Jaql: A scripting language for large scale semistructured data analysis
Abstract
This paper describes Jaql, a declarative scripting language for analyzing large semistructured datasets in parallel using Hadoop's MapReduce framework. Jaql is currently used in IBM's InfoSphere BigInsights [5] and Cognos Consumer Insight [9] products. Jaql's design features are: (1) a flexible data model, (2) reusability, (3) varying levels of abstraction, and (4) scalability. Jaql's data model is inspired by JSON and can be used to represent datasets that vary from flat, relational tables to collections of semistructured documents. A Jaql script can start without any schema and evolve over time from a partial to a rigid schema.

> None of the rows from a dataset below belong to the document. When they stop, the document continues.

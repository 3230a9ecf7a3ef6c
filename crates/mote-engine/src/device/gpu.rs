use anyhow::{Context, Result};
use wgpu::SurfaceError;
use winit::dpi::PhysicalSize;
use winit::window::Window;

use crate::paint::Color;

use super::surface::{self, SurfaceErrorAction};

/// Surface and device settings used by [`Gpu::new`].
///
/// Unsupported preferences fall back to what the surface reports: the first
/// format when no sRGB format exists, the first alpha mode when the requested
/// one is missing.
#[derive(Debug, Clone)]
pub struct GpuInit {
    pub prefer_srgb: bool,
    /// FIFO paces the frame loop to the display.
    pub present_mode: wgpu::PresentMode,
    pub alpha_mode: Option<wgpu::CompositeAlphaMode>,
    /// The batch pipeline needs no optional features.
    pub required_features: wgpu::Features,
    pub required_limits: wgpu::Limits,
    /// Hint only; backends may ignore it.
    pub desired_maximum_frame_latency: u32,
}

impl Default for GpuInit {
    fn default() -> Self {
        Self {
            prefer_srgb: true,
            present_mode: wgpu::PresentMode::Fifo,
            alpha_mode: None,
            required_features: wgpu::Features::empty(),
            required_limits: wgpu::Limits::default(),
            desired_maximum_frame_latency: 2,
        }
    }
}

/// Device, queue and the window surface, configured for presentation.
///
/// Borrows the window for `'w`; the runtime keeps both in one
/// self-referencing entry so the window outlives the surface.
pub struct Gpu<'w> {
    surface: wgpu::Surface<'w>,
    device: wgpu::Device,
    queue: wgpu::Queue,
    config: wgpu::SurfaceConfiguration,
    /// Drawable size in physical pixels; may be 0x0 while minimized.
    size: PhysicalSize<u32>,
}

/// A single acquired surface texture.
///
/// Short-lived: holding it prevents acquisition of the next frame. Hand it back
/// through [`Gpu::present`].
pub struct GpuFrame {
    pub surface_texture: wgpu::SurfaceTexture,
    pub view: wgpu::TextureView,
}

impl<'w> Gpu<'w> {
    /// Creates the device and configures a surface for `window`.
    pub async fn new(window: &'w Window, init: GpuInit) -> Result<Self> {
        let size = window.inner_size();

        let GpuInit {
            prefer_srgb,
            present_mode,
            alpha_mode,
            required_features,
            required_limits,
            desired_maximum_frame_latency,
        } = init;

        let instance = wgpu::Instance::new(&wgpu::InstanceDescriptor {
            backends: wgpu::Backends::all(),
            ..Default::default()
        });

        let surface = instance
            .create_surface(window)
            .context("failed to create wgpu surface")?;

        let adapter = instance
            .request_adapter(&wgpu::RequestAdapterOptions {
                power_preference: wgpu::PowerPreference::HighPerformance,
                compatible_surface: Some(&surface),
                force_fallback_adapter: false,
            })
            .await
            .context("failed to find a suitable GPU adapter")?;

        let (device, queue) = adapter
            .request_device(&wgpu::DeviceDescriptor {
                label: Some("mote-engine device"),
                required_features,
                required_limits,
                experimental_features: wgpu::ExperimentalFeatures::disabled(),
                memory_hints: wgpu::MemoryHints::Performance,
                trace: wgpu::Trace::Off,
            })
            .await
            .context("failed to create wgpu device/queue")?;

        let surface_caps = surface.get_capabilities(&adapter);
        let format = surface::choose_surface_format(&surface_caps.formats, prefer_srgb)
            .context("no supported surface formats")?;

        let alpha_mode = surface::choose_alpha_mode(&surface_caps.alpha_modes, alpha_mode);

        let config = wgpu::SurfaceConfiguration {
            usage: wgpu::TextureUsages::RENDER_ATTACHMENT,
            format,
            width: size.width.max(1),
            height: size.height.max(1),
            present_mode,
            alpha_mode,
            view_formats: vec![],
            desired_maximum_frame_latency,
        };

        surface.configure(&device, &config);

        let info = adapter.get_info();
        log::info!(
            "gpu ready: {} ({:?}), surface {:?} {}x{}",
            info.name,
            info.backend,
            format,
            config.width,
            config.height
        );

        Ok(Self {
            surface,
            device,
            queue,
            config,
            size,
        })
    }

    pub fn surface_format(&self) -> wgpu::TextureFormat {
        self.config.format
    }

    pub fn size(&self) -> PhysicalSize<u32> {
        self.size
    }

    pub fn device(&self) -> &wgpu::Device {
        &self.device
    }

    pub fn queue(&self) -> &wgpu::Queue {
        &self.queue
    }

    /// Reconfigures the surface after a resize.
    ///
    /// A 0x0 size (minimized window) only updates internal state; configuration
    /// is deferred until a real size arrives.
    pub fn resize(&mut self, new_size: PhysicalSize<u32>) {
        surface::apply_resize(
            &self.surface,
            &self.device,
            &mut self.config,
            &mut self.size,
            new_size,
        );
    }

    /// Acquires the next surface texture.
    pub fn begin_frame(&self) -> std::result::Result<GpuFrame, SurfaceError> {
        let surface_texture = self.surface.get_current_texture()?;
        let view = surface_texture
            .texture
            .create_view(&wgpu::TextureViewDescriptor::default());

        Ok(GpuFrame {
            surface_texture,
            view,
        })
    }

    /// Clears the frame in its own submission.
    ///
    /// Submitted before any batch flush of the frame, so flushes that load the
    /// target see the cleared contents.
    pub fn clear(&self, frame: &GpuFrame, color: Color) {
        let mut encoder = self
            .device
            .create_command_encoder(&wgpu::CommandEncoderDescriptor {
                label: Some("mote clear encoder"),
            });

        {
            let _rpass = encoder.begin_render_pass(&wgpu::RenderPassDescriptor {
                label: Some("mote clear"),
                color_attachments: &[Some(wgpu::RenderPassColorAttachment {
                    view: &frame.view,
                    resolve_target: None,
                    ops: wgpu::Operations {
                        load: wgpu::LoadOp::Clear(color.to_wgpu()),
                        store: wgpu::StoreOp::Store,
                    },
                    depth_slice: None,
                })],
                depth_stencil_attachment: None,
                timestamp_writes: None,
                occlusion_query_set: None,
                multiview_mask: None,
            });
        }

        self.queue.submit(std::iter::once(encoder.finish()));
    }

    /// Presents the frame. All of its work must already be submitted.
    pub fn present(&self, frame: GpuFrame) {
        drop(frame.view);
        frame.surface_texture.present();
    }

    /// Recovers from a failed [`begin_frame`](Self::begin_frame) where possible.
    pub fn handle_surface_error(&mut self, err: SurfaceError) -> SurfaceErrorAction {
        surface::map_surface_error(&self.surface, &self.device, &self.config, self.size, err)
    }
}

Reusability is provided through the use of higher-order functions and by packaging related functions into modules. Most Jaql scripts work at a high level of abstraction for concise specification of logical operations (e.g., join), but Jaql's notion of physical transparency also provides a lower level of abstraction if necessary. This allows users to pin down the evaluation plan of a script for greater control or even add new operators. The Jaql compiler automatically rewrites Jaql scripts so they can run in parallel on Hadoop. In addition to describing Jaql's design, we present the results of scale-up experiments on Hadoop running Jaql scripts for intranet data analysis and log processing. © 2011 VLDB Endowment.